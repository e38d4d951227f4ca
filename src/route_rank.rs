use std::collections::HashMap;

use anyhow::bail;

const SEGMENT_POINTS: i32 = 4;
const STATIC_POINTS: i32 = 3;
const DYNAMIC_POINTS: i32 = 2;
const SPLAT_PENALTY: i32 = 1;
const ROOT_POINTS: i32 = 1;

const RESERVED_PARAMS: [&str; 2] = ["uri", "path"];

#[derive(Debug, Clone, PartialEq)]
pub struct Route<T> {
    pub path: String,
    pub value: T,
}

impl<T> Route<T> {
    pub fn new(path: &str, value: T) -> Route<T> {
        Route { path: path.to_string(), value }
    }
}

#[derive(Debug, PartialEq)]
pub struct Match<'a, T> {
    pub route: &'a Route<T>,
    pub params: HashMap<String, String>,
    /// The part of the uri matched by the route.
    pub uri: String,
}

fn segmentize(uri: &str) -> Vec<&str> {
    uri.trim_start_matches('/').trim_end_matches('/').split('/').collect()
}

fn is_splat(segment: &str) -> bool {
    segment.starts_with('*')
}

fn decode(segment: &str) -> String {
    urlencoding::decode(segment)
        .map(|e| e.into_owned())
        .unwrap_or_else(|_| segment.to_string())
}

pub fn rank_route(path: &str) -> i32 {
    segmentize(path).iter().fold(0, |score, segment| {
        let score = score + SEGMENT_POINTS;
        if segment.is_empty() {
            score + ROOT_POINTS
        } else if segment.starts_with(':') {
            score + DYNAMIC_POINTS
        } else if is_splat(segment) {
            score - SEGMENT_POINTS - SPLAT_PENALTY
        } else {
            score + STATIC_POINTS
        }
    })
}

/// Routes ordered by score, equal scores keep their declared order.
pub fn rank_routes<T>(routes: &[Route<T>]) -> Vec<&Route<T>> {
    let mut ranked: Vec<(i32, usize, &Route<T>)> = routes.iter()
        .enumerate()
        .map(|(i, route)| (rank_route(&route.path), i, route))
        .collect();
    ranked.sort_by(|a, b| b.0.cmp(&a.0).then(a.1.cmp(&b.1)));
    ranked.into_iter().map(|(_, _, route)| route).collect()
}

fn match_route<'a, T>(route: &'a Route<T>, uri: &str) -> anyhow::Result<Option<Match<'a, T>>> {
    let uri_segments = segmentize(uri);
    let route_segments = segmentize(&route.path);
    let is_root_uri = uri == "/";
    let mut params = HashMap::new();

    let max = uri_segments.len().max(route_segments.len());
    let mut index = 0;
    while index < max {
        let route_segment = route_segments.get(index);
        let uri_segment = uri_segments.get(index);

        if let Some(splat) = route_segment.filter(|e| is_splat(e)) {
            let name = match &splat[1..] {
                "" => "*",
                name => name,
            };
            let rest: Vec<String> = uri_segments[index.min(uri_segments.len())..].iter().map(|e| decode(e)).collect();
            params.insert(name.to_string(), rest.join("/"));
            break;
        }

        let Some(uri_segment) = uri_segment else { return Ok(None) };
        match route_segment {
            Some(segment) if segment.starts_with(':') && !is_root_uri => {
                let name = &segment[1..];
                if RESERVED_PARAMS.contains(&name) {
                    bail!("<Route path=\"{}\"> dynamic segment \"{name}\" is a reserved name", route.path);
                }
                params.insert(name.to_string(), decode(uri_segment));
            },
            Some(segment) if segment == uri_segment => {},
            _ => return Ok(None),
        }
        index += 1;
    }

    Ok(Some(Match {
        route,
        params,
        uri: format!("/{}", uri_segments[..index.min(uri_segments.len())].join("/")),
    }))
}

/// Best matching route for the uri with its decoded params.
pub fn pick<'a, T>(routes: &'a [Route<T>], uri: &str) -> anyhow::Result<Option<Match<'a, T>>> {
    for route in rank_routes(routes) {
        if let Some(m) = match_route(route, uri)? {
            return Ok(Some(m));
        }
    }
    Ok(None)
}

Directions for this task: Among the lines of the material above, count those that include "join" and report that number alone.

Answer for the task: 2